The confession states that Ishikawa murdered Nakata because she started to scream. In an attempt to silence her, he choked her, and before he knew it, she was dead. However, at this exact time (slightly after 4pm), a man was working in his field approximately 20 m away from where the murder supposedly happened. He was questioned by the police repeatedly and testified that, while he could faintly hear the sounds of the festival over 500 m away, he heard no screaming while he was working. In one of his last sessions with the police, he stated that he might have heard someone calling sometime before 3:30, but from the direction opposite the forest. This statement was used in the first trial as evidence that someone had heard the murder take place. The full contents of the man's sessions with the police and his exact location during the crime were not released to the defense until 1981, 18 years after Ishikawa was tried.

Ishikawa's confession says that Nakata sustained a deep cut to her head during the struggle. However, analyses of the soil in the area revealed no trace of blood. Ishikawa had also confessed that he killed the student with his right hand, inadvertently crushing her neck in an attempt to keep her from screaming. The coroner's report states that the amount of force required to do this would have left bruises on her neck – no such marks were found. Instead, there were marks from a cloth being wrapped tightly around her neck.
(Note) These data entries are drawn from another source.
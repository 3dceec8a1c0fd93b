//! C10: the daily job that turns every address's current exposure into a USD
//! value and, from it, a droplet award (§4.8). C11's ledger/leaderboard
//! writes happen inline here, inside the same transaction, per the
//! atomicity requirement: one `snapshot_date`'s rows and its `DailyJob`
//! status flip land in a single commit or not at all.

use chrono::{DateTime, NaiveDate, Utc};
use droplets_chain::ChainRegistry;
use droplets_common::model::{AssetUsdBreakdown, DailyUsdSnapshot, DropletLedgerEntry};
use droplets_common::{Amount, AssetSymbol, Config};
use droplets_oracle::OracleService;
use droplets_store::Db;
use ethers::types::Address;
use std::collections::HashSet;

/// Every USD figure this engine persists (`DailyUsdSnapshot::total_usd_value`,
/// `LeaderboardEntry::average_daily_usd`) is scaled by `10^USD_SCALE`, i.e.
/// six decimal places of a dollar. Droplets are then `floor(total_usd)`, the
/// whole-dollar part, times the configured ratio.
pub const USD_SCALE: u8 = 6;

/// One run's tally, returned to the caller (the node binary logs it).
#[derive(Debug, Clone, Copy, Default)]
pub struct SnapshotSummary {
    pub addresses_processed: usize,
    pub addresses_awarded: usize,
}

pub struct SnapshotEngine<'a> {
    db: &'a Db,
    registry: &'a ChainRegistry,
    oracle: &'a OracleService<'a>,
    config: &'a Config,
}

impl<'a> SnapshotEngine<'a> {
    pub fn new(db: &'a Db, registry: &'a ChainRegistry, oracle: &'a OracleService<'a>, config: &'a Config) -> Self {
        SnapshotEngine { db, registry, oracle, config }
    }

    /// Runs the full snapshot for `snapshot_date` if it hasn't already been
    /// claimed (§4.8: "a given snapshot_date is processed at most once to
    /// completion"). Returns `None` without doing any work if the date is
    /// already `processing` or `completed`.
    pub async fn run(&self, snapshot_date: NaiveDate) -> Result<Option<SnapshotSummary>, droplets_common::SnapshotError> {
        if !droplets_store::snapshot::try_claim(self.db, snapshot_date).await? {
            tracing::info!(%snapshot_date, "snapshot already claimed; skipping");
            return Ok(None);
        }

        match self.run_claimed(snapshot_date).await {
            Ok(summary) => Ok(Some(summary)),
            Err(e) => {
                droplets_store::snapshot::mark_failed(self.db, snapshot_date, &e.to_string()).await?;
                Err(e)
            }
        }
    }

    async fn run_claimed(&self, snapshot_date: NaiveDate) -> Result<SnapshotSummary, droplets_common::SnapshotError> {
        let snapshot_ts = snapshot_date
            .and_hms_opt(0, 0, 0)
            .expect("midnight is always a valid time")
            .and_utc();

        let candidates = self.candidate_addresses().await?;

        let mut tx = self.db.pool.begin().await.map_err(droplets_common::StoreError::from)?;
        let mut summary = SnapshotSummary::default();

        for address in &candidates {
            let snapshot = self.compute_for_address(*address, snapshot_date, snapshot_ts).await?;

            let earns_droplets = !snapshot.droplets_earned.is_zero();

            droplets_store::snapshot::insert_usd_snapshot_tx(&mut tx, &snapshot).await?;

            if earns_droplets {
                let entry = DropletLedgerEntry {
                    address: *address,
                    snapshot_date,
                    amount: snapshot.droplets_earned,
                    reason: "daily_snapshot".to_string(),
                };
                droplets_store::ledger::insert_entry_tx(&mut tx, &entry).await?;
                droplets_store::ledger::apply_to_leaderboard_tx(
                    &mut tx,
                    *address,
                    snapshot_date,
                    &snapshot.droplets_earned,
                    &snapshot.total_usd_value,
                )
                .await?;
                summary.addresses_awarded += 1;
            }

            summary.addresses_processed += 1;
        }

        droplets_store::snapshot::mark_completed_tx(&mut tx, snapshot_date).await?;
        tx.commit().await.map_err(droplets_common::StoreError::from)?;

        Ok(summary)
    }

    /// Union of every address holding a positive vault/OFT balance anywhere
    /// and every address holding an integration position, minus every
    /// excluded address — contracts the registry excludes outright (vaults,
    /// OFTs, zero address) and operationally-excluded addresses (treasury,
    /// LP escrows) alike. §8's exclusion-closure invariant requires that no
    /// excluded address ever gets a `DailyUsdSnapshot` or `DropletLedger`
    /// row, so exclusion is a candidate-set filter, not a per-row flag.
    async fn candidate_addresses(&self) -> Result<Vec<Address>, droplets_common::SnapshotError> {
        let mut set: HashSet<Address> = droplets_store::balances::all_addresses_with_positive_balance(self.db)
            .await?
            .into_iter()
            .collect();

        for position in droplets_store::integrations::all(self.db).await? {
            set.insert(position.user_address);
        }

        let operationally_excluded = droplets_store::excluded::all_as_set(self.db).await?;
        set.retain(|addr| !self.registry.is_excluded(*addr) && !operationally_excluded.contains(addr));
        Ok(set.into_iter().collect())
    }

    async fn compute_for_address(
        &self,
        address: Address,
        snapshot_date: NaiveDate,
        snapshot_ts: DateTime<Utc>,
    ) -> Result<DailyUsdSnapshot, droplets_common::SnapshotError> {
        let mut breakdown: Vec<AssetUsdBreakdown> = Vec::new();
        let mut total = Amount::ZERO;
        let mut had_unstake = false;

        let canonical_chain_id = self.registry.canonical_chain_id();

        for asset in AssetSymbol::ALL {
            let mut asset_usd = Amount::ZERO;

            if let Some(cfg) = self.registry.asset_config(asset, canonical_chain_id) {
                if let Some(balance) =
                    droplets_store::balances::get(self.db, address, asset, canonical_chain_id).await?
                {
                    if !balance.shares.is_zero() {
                        let (pps, pps_scale) = droplets_balances::rounds::pps_on_satellite(
                            self.db,
                            asset,
                            canonical_chain_id,
                            snapshot_ts,
                        )
                        .await?;
                        let price = self.oracle.price_at(asset, cfg.oracle_feed, snapshot_ts).await?;
                        if let Some(usd) = vault_usd(balance.shares, pps, pps_scale, price.price_usd, price.scale, cfg.decimals) {
                            asset_usd = asset_usd.checked_add(usd).unwrap_or(asset_usd);
                        }

                        if let Some(round) = droplets_store::rounds::latest_at_or_before(
                            self.db,
                            asset,
                            canonical_chain_id,
                            snapshot_ts,
                        )
                        .await?
                        {
                            if let Some(flags) =
                                droplets_store::balances::flags_for_round(self.db, address, asset, round.round_id).await?
                            {
                                had_unstake = had_unstake || flags.had_unstake_in_round;
                            }
                        }
                    }
                }
            }

            for chain in self.registry.chains() {
                if self.registry.is_canonical(chain.chain_id) {
                    continue;
                }
                if let (Some(cfg), Some(canonical_cfg)) = (
                    self.registry.asset_config(asset, chain.chain_id),
                    self.registry.asset_config(asset, canonical_chain_id),
                ) {
                    let balance = droplets_store::balances::get(self.db, address, asset, chain.chain_id).await?;
                    let shares = balance.map(|b| b.shares).unwrap_or(Amount::ZERO);
                    if shares.is_zero() {
                        continue;
                    }

                    let price = self.oracle.price_at(asset, canonical_cfg.oracle_feed, snapshot_ts).await?;
                    if let Some(usd) = oft_usd(shares, price.price_usd, price.scale, cfg.decimals) {
                        asset_usd = asset_usd.checked_add(usd).unwrap_or(asset_usd);
                    }
                }
            }

            if !asset_usd.is_zero() {
                breakdown.push(AssetUsdBreakdown { asset, usd_value: asset_usd });
                total = total.checked_add(asset_usd).unwrap_or(total);
            }
        }

        for position in droplets_store::integrations::for_user(self.db, address).await? {
            if let Some(cfg) = self.registry.asset_config(position.underlying_asset, canonical_chain_id) {
                let price = self
                    .oracle
                    .price_at(position.underlying_asset, cfg.oracle_feed, snapshot_ts)
                    .await?;
                if let Some(usd) =
                    oft_usd(position.underlying_xtoken_amount, price.price_usd, price.scale, cfg.decimals)
                {
                    total = total.checked_add(usd).unwrap_or(total);
                    if let Some(entry) = breakdown.iter_mut().find(|b| b.asset == position.underlying_asset) {
                        entry.usd_value = entry.usd_value.checked_add(usd).unwrap_or(entry.usd_value);
                    } else {
                        breakdown.push(AssetUsdBreakdown { asset: position.underlying_asset, usd_value: usd });
                    }
                }
            }
        }

        let zero_on_unstake = self.config.eligibility_zero_on_unstake && had_unstake;
        let droplets_earned = if zero_on_unstake {
            Amount::ZERO
        } else {
            scale_by_ratio(whole_dollars(total), self.config.droplet_usd_ratio)
        };

        Ok(DailyUsdSnapshot {
            address,
            snapshot_date,
            total_usd_value: total,
            breakdown,
            had_unstake,
            is_excluded: false,
            droplets_earned,
            snapshot_ts: Utc::now(),
        })
    }
}

/// `shares * pps / 10^pps_scale * price / 10^price_scale`, renormalized from
/// the asset's native decimals up to [`USD_SCALE`] (§4.8 step 1; the spec's
/// headline formula omits the decimals term because it assumes 18-decimal
/// shares, which doesn't hold for every asset here — see DESIGN.md).
fn vault_usd(shares: Amount, pps: Amount, pps_scale: u8, price: Amount, price_scale: u8, decimals: u8) -> Option<Amount> {
    let underlying = shares.mul_div(pps, Amount::pow10(pps_scale))?;
    let usd_native = underlying.mul_div(price, Amount::pow10(price_scale))?;
    to_usd_scale(usd_native, decimals)
}

/// `tokens * price / 10^price_scale`, renormalized from native decimals to
/// [`USD_SCALE`] (§4.8 step 2: OFT balances and integration xToken amounts
/// both follow this simpler path since there's no PPS involved).
fn oft_usd(tokens: Amount, price: Amount, price_scale: u8, decimals: u8) -> Option<Amount> {
    let usd_native = tokens.mul_div(price, Amount::pow10(price_scale))?;
    to_usd_scale(usd_native, decimals)
}

fn to_usd_scale(usd_native_decimals: Amount, decimals: u8) -> Option<Amount> {
    usd_native_decimals.mul_div(Amount::pow10(USD_SCALE), Amount::pow10(decimals))
}

fn whole_dollars(total_usd_value: Amount) -> Amount {
    total_usd_value.mul_div(Amount::from_u64(1), Amount::pow10(USD_SCALE)).unwrap_or(Amount::ZERO)
}

fn scale_by_ratio(whole_dollars: Amount, ratio: u64) -> Amount {
    whole_dollars.mul_div(Amount::from_u64(ratio), Amount::from_u64(1)).unwrap_or(Amount::ZERO)
}

#[cfg(test)]
mod tests {
    use super::*;

    #[test]
    fn vault_usd_matches_worked_example() {
        // 10 shares (18 decimals) at pps=1.0 (scale 18), price=$2000 (scale 8, 18-decimal asset)
        // expect 20000 * 10^USD_SCALE, matching the §8 scenario this formula is grounded on.
        let shares = Amount::from_u64(10).mul_div(Amount::pow10(18), Amount::from_u64(1)).unwrap();
        let pps = Amount::pow10(18);
        let price = Amount::from_u64(2000).mul_div(Amount::pow10(8), Amount::from_u64(1)).unwrap();
        let usd = vault_usd(shares, pps, 18, price, 8, 18).unwrap();
        assert_eq!(usd, Amount::from_u64(20000).mul_div(Amount::pow10(USD_SCALE), Amount::from_u64(1)).unwrap());
    }

    #[test]
    fn oft_usd_zero_tokens_is_zero() {
        let price = Amount::from_u64(2000).mul_div(Amount::pow10(8), Amount::from_u64(1)).unwrap();
        let usd = oft_usd(Amount::ZERO, price, 8, 18).unwrap();
        assert_eq!(usd, Amount::ZERO);
    }

    #[test]
    fn whole_dollars_floors() {
        let total = Amount::from_u64(20000).mul_div(Amount::pow10(USD_SCALE), Amount::from_u64(1)).unwrap();
        let total = total.checked_add(Amount::from_u64(999_999)).unwrap(); // + $0.999999
        assert_eq!(whole_dollars(total), Amount::from_u64(20000));
    }

    #[test]
    fn scale_by_ratio_applies_configured_multiplier() {
        assert_eq!(scale_by_ratio(Amount::from_u64(20000), 1), Amount::from_u64(20000));
        assert_eq!(scale_by_ratio(Amount::from_u64(20000), 2), Amount::from_u64(40000));
    }
}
The confession also maintains that Ishikawa carried the 54 kg body from the forest back in the direction of the town and his home, where he tied a rope around her ankles and lowered it headfirst into a hole. The confession explicitly states that Ishikawa carried the body in front of him the entire distance, without slinging it over his shoulder. The defense team has conducted several experiments whereby strong young men try to carry a body weighing 54 kg along the same path. Not one of these men was able to carry this weight for anywhere near the entire distance. A coroner has also testified that if a fresh corpse were lowered into a hole by a rope tied around the ankles, there would be marks left around the ankles. No such marks were found.

There were a number of footprints found at both the supposed murder scene and where the body was found. However, none of these match Ishikawa's.

These discrepancies and inconsistencies have been presented to the Tokyo High Court by the Sayama Legal Defense Team as part of the third appeal for a retrial of the case.